#### Exercise objective:
Search the entries for lines that contain the word "Missing", and report each one found.

--- START ---

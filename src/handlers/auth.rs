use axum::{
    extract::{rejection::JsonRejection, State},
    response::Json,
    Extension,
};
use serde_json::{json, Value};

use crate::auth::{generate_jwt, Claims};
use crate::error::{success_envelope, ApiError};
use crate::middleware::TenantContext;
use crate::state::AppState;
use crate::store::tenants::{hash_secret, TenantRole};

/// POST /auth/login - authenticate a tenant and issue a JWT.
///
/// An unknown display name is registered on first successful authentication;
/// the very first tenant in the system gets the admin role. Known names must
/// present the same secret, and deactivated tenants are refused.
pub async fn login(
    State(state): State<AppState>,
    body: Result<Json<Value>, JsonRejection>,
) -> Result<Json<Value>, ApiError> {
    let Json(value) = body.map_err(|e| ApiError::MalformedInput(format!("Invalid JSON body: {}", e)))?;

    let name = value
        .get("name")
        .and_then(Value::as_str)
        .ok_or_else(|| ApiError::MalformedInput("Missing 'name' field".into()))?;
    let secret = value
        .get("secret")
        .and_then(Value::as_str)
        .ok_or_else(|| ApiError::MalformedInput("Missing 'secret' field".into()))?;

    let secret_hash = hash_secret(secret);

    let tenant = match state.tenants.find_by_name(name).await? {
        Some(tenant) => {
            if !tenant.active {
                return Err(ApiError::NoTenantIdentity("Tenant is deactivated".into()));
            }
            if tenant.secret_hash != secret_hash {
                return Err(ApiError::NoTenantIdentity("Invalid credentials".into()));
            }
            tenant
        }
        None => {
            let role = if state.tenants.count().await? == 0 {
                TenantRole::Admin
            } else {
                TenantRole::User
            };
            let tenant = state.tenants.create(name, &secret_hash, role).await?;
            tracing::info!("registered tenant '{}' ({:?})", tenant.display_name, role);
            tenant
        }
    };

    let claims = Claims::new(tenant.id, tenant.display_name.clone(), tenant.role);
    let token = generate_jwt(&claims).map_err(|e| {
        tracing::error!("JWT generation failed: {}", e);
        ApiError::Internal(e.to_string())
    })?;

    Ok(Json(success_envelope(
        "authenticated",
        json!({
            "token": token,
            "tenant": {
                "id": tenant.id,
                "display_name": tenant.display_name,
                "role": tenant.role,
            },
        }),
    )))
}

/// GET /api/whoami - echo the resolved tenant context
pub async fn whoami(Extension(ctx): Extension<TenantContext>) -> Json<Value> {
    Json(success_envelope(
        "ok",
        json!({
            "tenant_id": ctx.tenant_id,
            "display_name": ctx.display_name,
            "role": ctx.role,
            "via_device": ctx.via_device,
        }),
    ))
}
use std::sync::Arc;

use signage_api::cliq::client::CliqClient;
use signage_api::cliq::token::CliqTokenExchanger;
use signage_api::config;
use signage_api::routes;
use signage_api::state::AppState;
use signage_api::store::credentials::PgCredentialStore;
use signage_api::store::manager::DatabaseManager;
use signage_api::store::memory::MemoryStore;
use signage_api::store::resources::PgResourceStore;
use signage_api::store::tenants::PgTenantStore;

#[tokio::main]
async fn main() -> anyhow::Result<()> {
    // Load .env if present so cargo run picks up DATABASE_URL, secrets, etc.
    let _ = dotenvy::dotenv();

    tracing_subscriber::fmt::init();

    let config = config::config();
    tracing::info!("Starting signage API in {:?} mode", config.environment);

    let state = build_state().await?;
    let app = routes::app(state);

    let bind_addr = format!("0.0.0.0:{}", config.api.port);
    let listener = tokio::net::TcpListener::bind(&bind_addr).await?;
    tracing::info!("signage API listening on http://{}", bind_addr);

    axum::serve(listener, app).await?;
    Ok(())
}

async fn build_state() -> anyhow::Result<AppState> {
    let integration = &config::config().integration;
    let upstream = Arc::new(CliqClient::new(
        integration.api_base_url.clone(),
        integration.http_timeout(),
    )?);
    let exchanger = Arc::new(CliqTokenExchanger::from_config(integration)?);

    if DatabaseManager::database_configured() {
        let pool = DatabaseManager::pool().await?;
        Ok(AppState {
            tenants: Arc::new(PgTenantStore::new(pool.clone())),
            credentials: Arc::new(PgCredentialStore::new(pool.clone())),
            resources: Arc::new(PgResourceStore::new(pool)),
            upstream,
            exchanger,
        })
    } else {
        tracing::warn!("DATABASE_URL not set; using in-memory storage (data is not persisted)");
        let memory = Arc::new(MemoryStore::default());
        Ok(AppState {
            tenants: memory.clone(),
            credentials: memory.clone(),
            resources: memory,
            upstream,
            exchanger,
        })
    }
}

--- END ---

#### Task response:
        .ok_or_else(|| ApiError::MalformedInput("Missing 'name' field".into()))?;
        .ok_or_else(|| ApiError::MalformedInput("Missing 'secret' field".into()))?;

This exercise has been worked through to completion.